* _Problem to work on_:
Beneath this task are records; tally the lines in them that contain "Option" and report only the number.

※ ※ ※

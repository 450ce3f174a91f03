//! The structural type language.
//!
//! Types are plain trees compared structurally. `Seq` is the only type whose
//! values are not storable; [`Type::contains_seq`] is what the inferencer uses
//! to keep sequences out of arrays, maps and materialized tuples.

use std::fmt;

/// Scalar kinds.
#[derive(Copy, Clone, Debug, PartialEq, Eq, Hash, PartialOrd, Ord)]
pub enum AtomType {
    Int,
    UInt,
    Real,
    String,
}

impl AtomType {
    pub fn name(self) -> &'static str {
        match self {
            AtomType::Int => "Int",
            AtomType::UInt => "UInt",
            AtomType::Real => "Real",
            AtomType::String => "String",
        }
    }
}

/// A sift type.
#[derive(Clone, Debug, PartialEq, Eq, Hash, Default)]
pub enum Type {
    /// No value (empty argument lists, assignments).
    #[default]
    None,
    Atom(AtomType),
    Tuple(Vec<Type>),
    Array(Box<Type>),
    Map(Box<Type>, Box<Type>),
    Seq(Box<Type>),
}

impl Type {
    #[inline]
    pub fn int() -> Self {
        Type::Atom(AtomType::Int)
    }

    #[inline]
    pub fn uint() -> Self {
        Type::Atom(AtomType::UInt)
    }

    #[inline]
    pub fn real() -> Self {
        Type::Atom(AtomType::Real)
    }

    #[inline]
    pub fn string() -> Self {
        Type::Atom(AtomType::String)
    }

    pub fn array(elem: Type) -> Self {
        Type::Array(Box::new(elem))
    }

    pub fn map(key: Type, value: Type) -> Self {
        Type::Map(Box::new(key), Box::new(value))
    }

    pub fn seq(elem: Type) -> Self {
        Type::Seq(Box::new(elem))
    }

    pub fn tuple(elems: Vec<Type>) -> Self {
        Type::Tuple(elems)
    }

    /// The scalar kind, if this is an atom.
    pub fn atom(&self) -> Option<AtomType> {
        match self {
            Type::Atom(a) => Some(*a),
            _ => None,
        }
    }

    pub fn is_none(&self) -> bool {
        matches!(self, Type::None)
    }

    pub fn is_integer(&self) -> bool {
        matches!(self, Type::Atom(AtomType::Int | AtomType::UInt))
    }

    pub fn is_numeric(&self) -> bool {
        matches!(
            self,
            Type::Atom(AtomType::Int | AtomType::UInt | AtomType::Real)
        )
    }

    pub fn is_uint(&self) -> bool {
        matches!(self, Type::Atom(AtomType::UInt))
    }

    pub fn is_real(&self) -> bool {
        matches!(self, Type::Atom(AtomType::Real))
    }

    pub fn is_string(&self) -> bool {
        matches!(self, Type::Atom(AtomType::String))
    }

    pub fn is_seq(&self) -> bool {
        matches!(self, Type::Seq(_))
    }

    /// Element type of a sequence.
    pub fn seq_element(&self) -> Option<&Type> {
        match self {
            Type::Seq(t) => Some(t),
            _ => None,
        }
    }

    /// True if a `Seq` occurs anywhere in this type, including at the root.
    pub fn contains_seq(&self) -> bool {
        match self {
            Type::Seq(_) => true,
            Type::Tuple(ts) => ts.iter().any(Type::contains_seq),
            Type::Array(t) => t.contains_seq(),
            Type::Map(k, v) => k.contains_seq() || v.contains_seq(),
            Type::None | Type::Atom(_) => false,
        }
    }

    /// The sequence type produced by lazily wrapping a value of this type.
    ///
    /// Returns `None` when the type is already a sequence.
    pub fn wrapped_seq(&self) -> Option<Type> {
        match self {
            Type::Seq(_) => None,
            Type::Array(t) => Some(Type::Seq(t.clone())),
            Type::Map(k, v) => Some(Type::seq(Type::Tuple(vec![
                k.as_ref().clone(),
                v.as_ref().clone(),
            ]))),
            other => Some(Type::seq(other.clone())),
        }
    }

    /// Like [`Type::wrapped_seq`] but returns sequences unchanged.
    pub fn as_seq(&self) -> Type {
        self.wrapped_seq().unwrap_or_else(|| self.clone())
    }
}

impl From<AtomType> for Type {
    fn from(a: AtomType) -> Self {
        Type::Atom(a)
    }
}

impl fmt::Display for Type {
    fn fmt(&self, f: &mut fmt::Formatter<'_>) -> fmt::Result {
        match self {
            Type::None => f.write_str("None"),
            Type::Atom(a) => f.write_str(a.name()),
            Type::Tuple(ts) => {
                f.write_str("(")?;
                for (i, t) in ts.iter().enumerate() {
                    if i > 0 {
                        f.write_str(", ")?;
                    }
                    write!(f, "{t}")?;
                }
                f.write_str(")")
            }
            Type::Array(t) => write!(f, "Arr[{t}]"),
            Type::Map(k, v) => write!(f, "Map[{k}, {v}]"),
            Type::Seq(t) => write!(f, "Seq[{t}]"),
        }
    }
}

※ ※ ※

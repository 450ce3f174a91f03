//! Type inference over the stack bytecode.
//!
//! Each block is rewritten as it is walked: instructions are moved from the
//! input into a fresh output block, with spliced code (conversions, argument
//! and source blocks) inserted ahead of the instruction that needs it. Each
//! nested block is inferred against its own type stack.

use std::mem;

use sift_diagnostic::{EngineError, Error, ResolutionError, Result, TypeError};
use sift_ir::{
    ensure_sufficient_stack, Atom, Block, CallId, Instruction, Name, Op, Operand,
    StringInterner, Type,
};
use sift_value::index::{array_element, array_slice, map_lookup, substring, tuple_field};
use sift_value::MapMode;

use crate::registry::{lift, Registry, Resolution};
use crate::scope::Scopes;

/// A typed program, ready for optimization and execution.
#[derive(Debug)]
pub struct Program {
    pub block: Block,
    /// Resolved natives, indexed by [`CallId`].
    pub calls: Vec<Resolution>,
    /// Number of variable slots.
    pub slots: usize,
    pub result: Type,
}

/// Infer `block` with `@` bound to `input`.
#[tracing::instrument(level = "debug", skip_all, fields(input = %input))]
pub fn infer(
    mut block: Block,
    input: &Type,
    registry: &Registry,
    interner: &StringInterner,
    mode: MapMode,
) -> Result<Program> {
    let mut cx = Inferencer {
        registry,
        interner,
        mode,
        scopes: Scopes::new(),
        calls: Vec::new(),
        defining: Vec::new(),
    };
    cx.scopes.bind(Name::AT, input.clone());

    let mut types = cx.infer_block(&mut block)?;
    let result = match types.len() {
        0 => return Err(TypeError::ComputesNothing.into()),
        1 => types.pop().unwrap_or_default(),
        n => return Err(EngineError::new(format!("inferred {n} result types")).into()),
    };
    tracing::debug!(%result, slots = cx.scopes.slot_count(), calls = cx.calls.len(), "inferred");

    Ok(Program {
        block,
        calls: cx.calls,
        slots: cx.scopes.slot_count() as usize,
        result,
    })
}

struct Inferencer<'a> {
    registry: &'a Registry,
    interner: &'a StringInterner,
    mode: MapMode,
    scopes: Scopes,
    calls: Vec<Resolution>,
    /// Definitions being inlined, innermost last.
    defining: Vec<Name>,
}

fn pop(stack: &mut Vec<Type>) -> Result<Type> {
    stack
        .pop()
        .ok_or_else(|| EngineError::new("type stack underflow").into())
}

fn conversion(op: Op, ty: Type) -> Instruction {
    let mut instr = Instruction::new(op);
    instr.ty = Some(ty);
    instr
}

※ ※ ※

* _Problem solution_:
3